West Ham 2 Leicester City 0
Brian Dear and Geoff Pike are on the pitch before kick-off sharing memories of Ronnie Boyce, along with some replays of his FA Cup winning goal in 1964. I'm joined by Matt, still trying to understand the rules of rugby and how to depart from Twickenham, Lisa, Nigel, Michael and Big Sam.
Nigel is on fine form asking us which player on the pitch has a sibling who is an MP. It is of course Bobby de Cordova-Reid, whose sister Marsha de Cordova is MP for Battersea. Not a lot of people know that.
Up against a team that has lost ten out of 11 matches, what could possibly go wrong? The stadium is strangely subdued as if the crowd sense a possible banana skin. It's an unchanged side from Arsenal, with Scarles and Wan-Bissaka high up the pitch as wing-backs. Leicester have an early shot through Ndidi, but after that it's all West Ham probing, albeit rather slowly at times.
West Ham take the lead after Bowen and Soucek initiate an attack on the right, the ball is cleared, Creswwell crosses for Kudus to fire against Hermansen and Tomas Soucek taps home the rebound. No-one celebrates that much awaiting VAR to deem it offside, but in fact Vestergaard is playing Kudus onside. Tomas wheels away to celebrate his sixth goal of the season dreaming of extra potato salad on his 30th birthday.
Bowen shoots wide after good work from Wan-Bissaka and Ward-Prowse. The second duly arrives when Ward-Prowse's corner causes confusion in the box. Bowen gathers the ball on the byline and shoots across goal from a tight angle, the ball deflecting in off Vestergaard. Credit to Bowen for his improvisation, but it's another poor goal for hapless Leicester to concede.

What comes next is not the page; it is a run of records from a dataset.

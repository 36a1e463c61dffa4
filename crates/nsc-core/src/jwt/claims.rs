//! Claim documents.
//!
//! Every claim shares one envelope (subject, issuer, name, validity window,
//! id) and carries a kind-specific payload under `nats`, tagged by `type`.

use std::collections::BTreeSet;
use std::fmt;

use serde::{Deserialize, Serialize};

use crate::crypto::keys::{KeyPair, KeyRole};
use crate::error::ValidationErrors;

use super::subject::{is_wildcard, validate_subject};

/// Sentinel for "no limit" in numeric limits.
pub const NO_LIMIT: i64 = -1;

fn no_limit() -> i64 {
    NO_LIMIT
}

fn yes() -> bool {
    true
}

/// The kind of a claim.
#[derive(Debug, Clone, Copy, PartialEq, Eq, Hash)]
pub enum ClaimKind {
    Operator,
    Account,
    User,
    Activation,
}

impl ClaimKind {
    pub fn as_str(self) -> &'static str {
        match self {
            ClaimKind::Operator => "operator",
            ClaimKind::Account => "account",
            ClaimKind::User => "user",
            ClaimKind::Activation => "activation",
        }
    }

    /// Role the subject key must have.
    pub fn subject_role(self) -> KeyRole {
        match self {
            ClaimKind::Operator => KeyRole::Operator,
            ClaimKind::Account | ClaimKind::Activation => KeyRole::Account,
            ClaimKind::User => KeyRole::User,
        }
    }

    /// Roles allowed to issue a claim of this kind. Accounts may be
    /// self-signed when no operator exists.
    pub fn issuer_roles(self) -> &'static [KeyRole] {
        match self {
            ClaimKind::Operator => &[KeyRole::Operator],
            ClaimKind::Account => &[KeyRole::Operator, KeyRole::Account],
            ClaimKind::User | ClaimKind::Activation => &[KeyRole::Account],
        }
    }
}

We're anticipating a possible thrashing to boost our goal difference in the second half, but West Ham start to showboat a bit and seem to have settled for a two-goal win. The 38-year-old Jamie Vardy has lost his pace and Areola has very little to do. The Leicester fans celebrate a corner with ironic abandon.
The Greek Bloke, Emerson and Soler come on for Todibo, who has looked solid again, Scarles and Alvarez and the side's rhythm is further disrupted. Eventually Ferguson comes on too and he should score after Bowen sets him up with a great run from his own half. But the Brighton loanee takes three touches instead of two and allows a tackle to come in - the sign of a player lacking in confidence.
Still, it's a professional win against a side that looks certain to go down and it's hard to complain about six points and two clean sheets in five days even if it wasn't great fare for the TNT viewers. These are WHU's first back to back wins since last March. At the final whistle I'm prepared to predict that we'll stay up now we're 16 points clear of Ipswich.
We head to Ye Olde Black Bull for a swift pint of Brixton Pale for me and a Wherry for Matt that isn't Wherry good. The consensus is that the Premier League is in a poor state when you can predict the bottom three and champions in February. But a win is a win and it's now very much a case of finishing as high as WHU can and preparing for next season. Irons!
PLAYER RATINGS: Areola 6; Wan-Bissaka 6, Todibo 6 (Mavropanos 6), Kilman 6, Cresswell 6, Scarles 6 (Emerson 5); Soucek 7 (Irving n/a), Alvarez 6 (Soler 5), Ward-Prowse 6; Kudus 7 (Ferguson 5), Bowen 8.
1 comment:
Yes, second half was disappointing, not a lot to get excited about and not much match action to discuss on the way home but I'm loving 6 points in a week!